Taliban soldiers hold weapons they took during an ambush of French soldiers on patrol in the Uzbeen Valley of Afghanistan, August 18, 2008.

When he visited Afghanistan on Monday, Senator John McCain declared that success in the nine-year long war could be achieved on the back of a victory in the southern province of Kandahar. "The Taliban know that Kandahar is the key to success or failure," McCain told a news conference at the airport in Kabul. "I am convinced we can succeed, and will succeed, and Kandahar is obviously the key area. And if we succeed there, we will succeed in the rest of this struggle."

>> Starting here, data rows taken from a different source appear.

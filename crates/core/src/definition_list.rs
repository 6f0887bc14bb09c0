//! Block-level definition list extension for the markdown grammar.
//!
//! The base GFM grammar has no term/definition construct, so the scanner
//! here runs ahead of it: source is split into ordered [`Block`]s, where
//! runs of ordinary markdown are handed to the base grammar untouched and
//! recognized definition lists become structured tokens. Block rules are
//! tried in order at each candidate line and the first match wins; when
//! the extension declares no match, the line simply stays in the current
//! markdown run.
//!
//! The recognized shape is one term line immediately followed by one or
//! more `: `-marked definition lines:
//!
//! ```text
//! Term
//! : First definition
//! : Second definition
//! ```

/// One block-level token produced by [`scan`].
#[derive(Debug, PartialEq, Eq)]
pub enum Block<'a> {
    /// A contiguous run of source owned by the base grammar.
    Markdown(&'a str),
    /// A recognized definition list construct.
    DefinitionList(DefinitionList<'a>),
}

/// The structured payload of a definition list token.
#[derive(Debug, PartialEq, Eq)]
pub struct DefinitionList<'a> {
    pub entries: Vec<Entry<'a>>,
}

/// A single term with its definitions.
///
/// Invariant: `definitions` is never empty — a candidate term with no
/// definition lines is backtracked instead of emitted.
#[derive(Debug, PartialEq, Eq)]
pub struct Entry<'a> {
    pub term: &'a str,
    pub definitions: Vec<&'a str>,
}

/// Byte range of one source line, newline and carriage return excluded.
#[derive(Debug, Clone, Copy)]
struct Line {
    start: usize,
    end: usize,
}

/// Splits `source` into blocks: markdown runs interleaved with
/// definition list tokens, in source order.
pub fn scan(source: &str) -> Vec<Block<'_>> {
    let lines = split_lines(source);
    let mut blocks = Vec::new();
    let mut run_start: Option<usize> = None;
    let mut fence: Option<char> = None;
    let mut index = 0;

    while index < lines.len() {
        let text = line_text(source, &lines, index);

        if let Some(marker) = fence {
            if fence_marker(text) == Some(marker) {
                fence = None;
            }
            run_start.get_or_insert(index);
            index += 1;
            continue;
        }
        if let Some(marker) = fence_marker(text) {
            fence = Some(marker);
            run_start.get_or_insert(index);
            index += 1;
            continue;
        }

        if starts_definition_list(source, &lines, index) {
            if let Some(start) = run_start.take() {
                blocks.push(markdown_run(source, &lines, start, index));
            }
            let (list, next) = tokenize(source, &lines, index);
            blocks.push(Block::DefinitionList(list));
            index = next;
            continue;
        }

        run_start.get_or_insert(index);
        index += 1;
    }

    if let Some(start) = run_start {
        blocks.push(markdown_run(source, &lines, start, lines.len()));
    }
    blocks
}

/// Cheap pre-check: a term line immediately followed by a definition
/// marker line. Anything else defers to the base grammar without
/// attempting tokenization.
fn starts_definition_list(source: &str, lines: &[Line], index: usize) -> bool {
    is_term_line(line_text(source, lines, index))
        && index + 1 < lines.len()
        && is_definition_line(line_text(source, lines, index + 1))
}

/// Collects term/definition entries starting at `index`, which must have
/// passed [`starts_definition_list`]. Returns the token and the line
/// index just past the consumed span.
fn tokenize<'a>(source: &'a str, lines: &[Line], index: usize) -> (DefinitionList<'a>, usize) {
    let mut entries = Vec::new();
    let mut cursor = index;

    while cursor < lines.len() {
        let term = line_text(source, lines, cursor);
        if !is_term_line(term) {
            break;
        }

        let mut definitions = Vec::new();
        let mut next = cursor + 1;
        while next < lines.len() {
            let line = line_text(source, lines, next);
            if !is_definition_line(line) {
                break;
            }
            definitions.push(strip_definition_marker(line));
            next += 1;
        }

        if definitions.is_empty() {
            // Backtrack: a term with no definitions is not part of the
            // list. The base grammar takes it from here.
            break;
        }

        entries.push(Entry {
            term: term.trim(),
            definitions,
        });
        cursor = next;

        // Blank-separated entries merge into the same list.
        while cursor < lines.len() && is_blank(line_text(source, lines, cursor)) {
            cursor += 1;
        }
    }

    (DefinitionList { entries }, cursor)
}

fn split_lines(source: &str) -> Vec<Line> {
    let mut lines = Vec::new();
    let mut offset = 0;
    for raw in source.split_inclusive('\n') {
        let content = raw.trim_end_matches('\n').trim_end_matches('\r');
        lines.push(Line {
            start: offset,
            end: offset + content.len(),
        });
        offset += raw.len();
    }
    lines
}

fn line_text<'a>(source: &'a str, lines: &[Line], index: usize) -> &'a str {
    let line = lines[index];
    &source[line.start..line.end]
}

fn markdown_run<'a>(source: &'a str, lines: &[Line], from: usize, to: usize) -> Block<'a> {
    let start = lines[from].start;
    let end = lines[to - 1].end;
    Block::Markdown(&source[start..end])
}

fn is_blank(line: &str) -> bool {
    line.trim().is_empty()
}

/// A term line is non-blank, not a definition marker, and not indented
/// code (four-space or tab indents stay with the base grammar).
fn is_term_line(line: &str) -> bool {
    !is_blank(line)
        && !line.starts_with(':')
        && !line.starts_with('\t')
        && line.len() - line.trim_start_matches(' ').len() < 4
        && fence_marker(line).is_none()
}

fn is_definition_line(line: &str) -> bool {
    line.starts_with(':')
}

/// Strips the leading colon-and-space marker from a definition line.
fn strip_definition_marker(line: &str) -> &str {
    let rest = &line[1..];
    rest.strip_prefix(' ').unwrap_or(rest)
}

/// Returns the fence character when the line opens or closes a fenced
/// code block. Definition markers inside fences must never match.
fn fence_marker(line: &str) -> Option<char> {
    let trimmed = line.trim_start();
    for marker in ['`', '~'] {
        if trimmed.chars().take_while(|&c| c == marker).count() >= 3 {
            return Some(marker);
        }
    }
    None
}

#[cfg(test)]
mod tests {
    use super::*;
    use pretty_assertions::assert_eq;

    fn entries<'a>(blocks: &'a [Block<'_>]) -> &'a [Entry<'a>] {
        match blocks {
            [Block::DefinitionList(list)] => &list.entries,
            other => panic!("expected a single definition list, got {other:?}"),
        }
    }

    #[test]
    fn single_entry_with_two_definitions() {
        let blocks = scan("Term\n: First def\n: Second def");
        let entries = entries(&blocks);
        assert_eq!(entries.len(), 1);
        assert_eq!(entries[0].term, "Term");
        assert_eq!(entries[0].definitions, vec!["First def", "Second def"]);
    }

    #[test]
    fn term_without_definition_backtracks() {
        let blocks = scan("Term\nNot a definition");
        assert_eq!(blocks, vec![Block::Markdown("Term\nNot a definition")]);
    }

    #[test]
    fn blank_separated_entries_merge_into_one_list() {
        let blocks = scan("Alpha\n: first\n\nBeta\n: second");
        let entries = entries(&blocks);
        assert_eq!(entries.len(), 2);
        assert_eq!(entries[0].term, "Alpha");
        assert_eq!(entries[1].term, "Beta");
        assert_eq!(entries[1].definitions, vec!["second"]);
    }

    #[test]
    fn list_interleaves_with_surrounding_markdown() {
        let blocks = scan("intro paragraph\n\nTerm\n: def\n\n# After");
        assert_eq!(blocks.len(), 3);
        assert_eq!(blocks[0], Block::Markdown("intro paragraph\n"));
        assert!(matches!(blocks[1], Block::DefinitionList(_)));
        assert_eq!(blocks[2], Block::Markdown("# After"));
    }

    #[test]
    fn trailing_non_term_line_returns_to_markdown() {
        let blocks = scan("Term\n: def\nplain trailer");
        assert_eq!(blocks.len(), 2);
        assert!(matches!(blocks[0], Block::DefinitionList(_)));
        assert_eq!(blocks[1], Block::Markdown("plain trailer"));
    }

    #[test]
    fn colon_lines_inside_fences_never_match() {
        let source = "```\nTerm\n: not a definition\n```";
        let blocks = scan(source);
        assert_eq!(blocks, vec![Block::Markdown(source)]);
    }

    #[test]
    fn empty_and_blank_input_never_match() {
        assert!(scan("").is_empty());
        assert_eq!(scan("\n\nTermless"), vec![Block::Markdown("\n\nTermless")]);
    }

    #[test]
    fn marker_without_space_is_still_stripped() {
        let blocks = scan("Term\n:tight definition");
        let entries = entries(&blocks);
        assert_eq!(entries[0].definitions, vec!["tight definition"]);
    }

    #[test]
    fn indented_code_is_not_a_term() {
        let source = "    code line\n: looks like a definition";
        let blocks = scan(source);
        assert_eq!(blocks, vec![Block::Markdown(source)]);
    }
}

To be sure, Kandahar is the spiritual home of the Taliban — that's where leader Mullah Omar launched his movement in 1995 — but the insurgency has since diversified. Taliban shadow governors operate in all but one of Afghanistan's 34 provinces, and the movement has expanded into territory that it didn't even possess at the peak of its power in 2001. TIME spoke recently with a Taliban commander based in the country's northeast, near the border with Tajikistan. Until last year, the district of Yangi Qala in Takhar Province had never seen the Taliban. These days the Taliban roam the streets and dispense justice from village squares. Even though it cannot be independently verified, the story of this one commander, who goes by the nom de guerre Mohammad Khalid, helps illustrate how widespread the Taliban has become, and why defeat in the south will achieve little unless it is accompanied by better governance and a robust security force throughout the country.

Like many of the other boys in Yangi Qala district, Mohammad Khalid, 35, spent his childhood in the refugee camps of Peshawar, while war against the Soviet occupation raged in his homeland. He went to school in a madrassah, where he was taught an intolerant and fundamentalist form of Islam. By the time he returned to Afghanistan, the Taliban had taken over. He joined the movement, but was uprooted again when the Taliban fell to American forces in 2001. He returned to Pakistan and waited for the storm to clear. It didn't take long. By 2003, American attention had waned, distracted by war in Iraq. Khalid was summoned by the Taliban leadership back to Afghanistan, where he was tasked with carving out a foothold in the northern province of Kunduz. In 2004, Khalid launched an attack on a Korean NGO, which he claimed was illegally proselytizing. "We told the government that this is not a charity organization, that they are converting people to Christianity," he said over the phone from his hiding place near the Tajik border. He was arrested and sent to Kabul's infamous Pul-i-Charkhi prison. Even so, Khalid says his mission had been achieved. "After I was arrested, the NGO ran away from Afghanistan."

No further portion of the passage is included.